"guest only" documentation incorrect?
Andrew Bartlett
abartlet at pcug.org.au
Sun Aug 12 21:14:58 GMT 2001
Steve Langasek wrote:
>
> Hello,
>
> A bug has been filed with the Debian BTS which I believe represents a
> documentation problem. I'm hoping someone can confirm my understanding.
>
> According to smb.conf(5):
>
> There are a number of ways in which a user can connect to
> a service. The server uses the following steps in deter
> mining if it will allow a connection to a specified ser
> vice. If all the steps fail, then the connection request
> is rejected. However, if one of the steps succeeds, then
> the following steps are not checked.
>
> If the service is marked "guest only = yes" then steps 1
> to 5 are skipped.
>
> 1. If the client has passed a username/password pair
> and that username/password pair is validated by the
> UNIX system's password programs then the connection
> is made as that username. Note that this includes
> the \\server\service%username method of passing a
> username.
>
> [...]
>
> 6. If the service is a guest service then a connection
> is made as the username given in the "guest account
> =" for the service, irrespective of the supplied
> password.
>
> In practice, it appears that steps one through five are only skipped if the
> client is smbclient (or possibly WFW).

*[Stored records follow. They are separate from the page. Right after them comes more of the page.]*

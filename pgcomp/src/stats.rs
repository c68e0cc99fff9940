use std::time::Instant;

use number_prefix::NumberPrefix;

use crate::progress::SymbolNum;

#[must_use]
pub(crate) fn format_stats(start_time: Instant, symbols: SymbolNum) -> String {
    let elapsed = start_time.elapsed();

    let size_human = format_symbols(symbols);

    let rate = symbols.get() as f32 / elapsed.as_secs_f32();
    let rate_human = match NumberPrefix::decimal(rate) {
        NumberPrefix::Standalone(symbols) => {
            format!("{} sym/s", symbols)
        }
        NumberPrefix::Prefixed(prefix, n) => {
            format!("{:.3} {}sym/s", n, prefix)
        }
    };

    format!(
        "{} in {:.2}s ({})",
        size_human,
        elapsed.as_secs_f32(),
        rate_human,
    )
}

#[must_use]
pub(crate) fn format_symbols(symbols: SymbolNum) -> String {
    match NumberPrefix::decimal(symbols.get() as f32) {
        NumberPrefix::Standalone(symbols) => {
            format!("{} symbols", symbols)
        }
        NumberPrefix::Prefixed(prefix, n) => {
            format!("{:.2} {}symbols", n, prefix)
        }
    }
}

/// Ratio as a percentage, `0` when the denominator is empty.
#[must_use]
pub(crate) fn percentage(part: usize, total: usize) -> f32 {
    if total == 0 {
        0.0
    } else {
        part as f32 / total as f32 * 100.0
    }
}

#[cfg(test)]
mod tests {
    use crate::progress::SymbolNum;
    use crate::stats::{format_symbols, percentage};

    #[test]
    fn test_format_symbols() {
        assert_eq!(format_symbols(SymbolNum::new(999)), "999 symbols");
        assert_eq!(format_symbols(SymbolNum::new(12_500)), "12.50 ksymbols");
    }

    #[test]
    fn test_percentage() {
        assert_eq!(percentage(1, 4), 25.0);
        assert_eq!(percentage(3, 0), 0.0);
    }
}
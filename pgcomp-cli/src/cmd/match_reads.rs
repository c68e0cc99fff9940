use std::io::{BufWriter, Read, Write};
use std::sync::Arc;

use anyhow::Context;
use itertools::Itertools;
use pgcomp::progress::ProgressNotifier;
use pgcomp::pseudogenome::PseudoGenome;
use pgcomp::reads::PackedReadsSet;
use pgcomp::reads_matcher::{MatchingStrategy, ReadMatch, ReadsMatcher, ReadsMatcherParams};

use crate::cmd::report_stats;
use crate::sequences::{read_pg, read_reads};

#[derive(Debug, Clone)]
pub(crate) struct MatchOptions {
    pub max_mismatches: u8,
    pub matching_length: Option<usize>,
    pub mismatch_floor: u8,
    pub reverse_complement: bool,
    pub strategy: MatchingStrategy,
}

/// Writes `index position strand mismatches` for every matched read and
/// `index *` for the rest.
pub(crate) fn match_reads<R1: Read, R2: Read, W: Write>(
    pg_reader: R1,
    reads_reader: R2,
    writer: W,
    options: &MatchOptions,
    json: bool,
    progress_notifier: Arc<dyn ProgressNotifier>,
) -> anyhow::Result<()> {
    let pg = read_pg(pg_reader)?;
    let reads = read_reads(reads_reader)?;
    let reads = PackedReadsSet::from_reads(&reads).context("Could not pack the reads")?;

    let guard_symbol = reads.properties().guard_symbol().unwrap_or(b'A');
    let pg = PseudoGenome::new(pg, reads.read_length(), guard_symbol);

    let mut params = ReadsMatcherParams::builder();
    params
        .max_mismatches(options.max_mismatches)
        .mismatch_floor(options.mismatch_floor)
        .reverse_complement(options.reverse_complement)
        .strategy(options.strategy)
        .progress_notifier(progress_notifier);
    if let Some(matching_length) = options.matching_length {
        params.matching_length(matching_length);
    }
    let matcher = ReadsMatcher::new(pg, params.build());
    let result = matcher
        .match_reads(&reads)
        .context("Could not match the reads")?;

    let mut writer = BufWriter::new(writer);
    for (index, read_match) in result.matches.iter().enumerate() {
        writeln!(writer, "{}", format_match(index, read_match))?;
    }
    writer.flush().context("Could not write the matches")?;

    report_stats(json, "Matching", serde_json::to_value(&result.stats)?)
}

fn format_match(index: usize, read_match: &ReadMatch) -> String {
    if !read_match.matched {
        return format!("{} *", index);
    }

    let mismatches = if read_match.mismatches.is_empty() {
        ".".to_owned()
    } else {
        read_match
            .mismatches
            .iter()
            .map(|mismatch| format!("{}{}", mismatch.offset, mismatch.symbol as char))
            .join(",")
    };
    let strand = if read_match.reverse_complement {
        '-'
    } else {
        '+'
    };

    format!(
        "{} {} {} {}",
        index, read_match.position, strand, mismatches
    )
}

#[cfg(test)]
mod tests {
    use pgcomp::pseudogenome::Mismatch;
    use pgcomp::reads_matcher::ReadMatch;

    use crate::cmd::match_reads::format_match;

    #[test]
    fn test_format_match() {
        assert_eq!(format_match(3, &ReadMatch::unmatched()), "3 *");

        let read_match = ReadMatch {
            matched: true,
            position: 120,
            mismatch_count: 2,
            reverse_complement: true,
            mismatches: vec![Mismatch::new(4, b'G'), Mismatch::new(17, b'T')],
        };
        assert_eq!(format_match(0, &read_match), "0 120 - 4G,17T");
    }
}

Neither Win98 nor NT4 will fall back
> to using a guest connection to the server; they will continue trying to
> connect as an authenticated user, and continue prompting the user for a
> password until they give one that works.
>
> So while it's correct that the *share* will not enforce username&password
> restrictions, and all access to the share will be made as the guest user, it
> appears that the *server* doesn't allow this because at the time of
> session setup it's not possible to distinguish between a connection to a
> guest-only share and a connection to a normal share. Is this accurate?
>
> What is the behavior of a guest-only share when running with share-level
> security? I've only tested with security=user and security=domain. Perhaps
> the current description is accurate for security=share?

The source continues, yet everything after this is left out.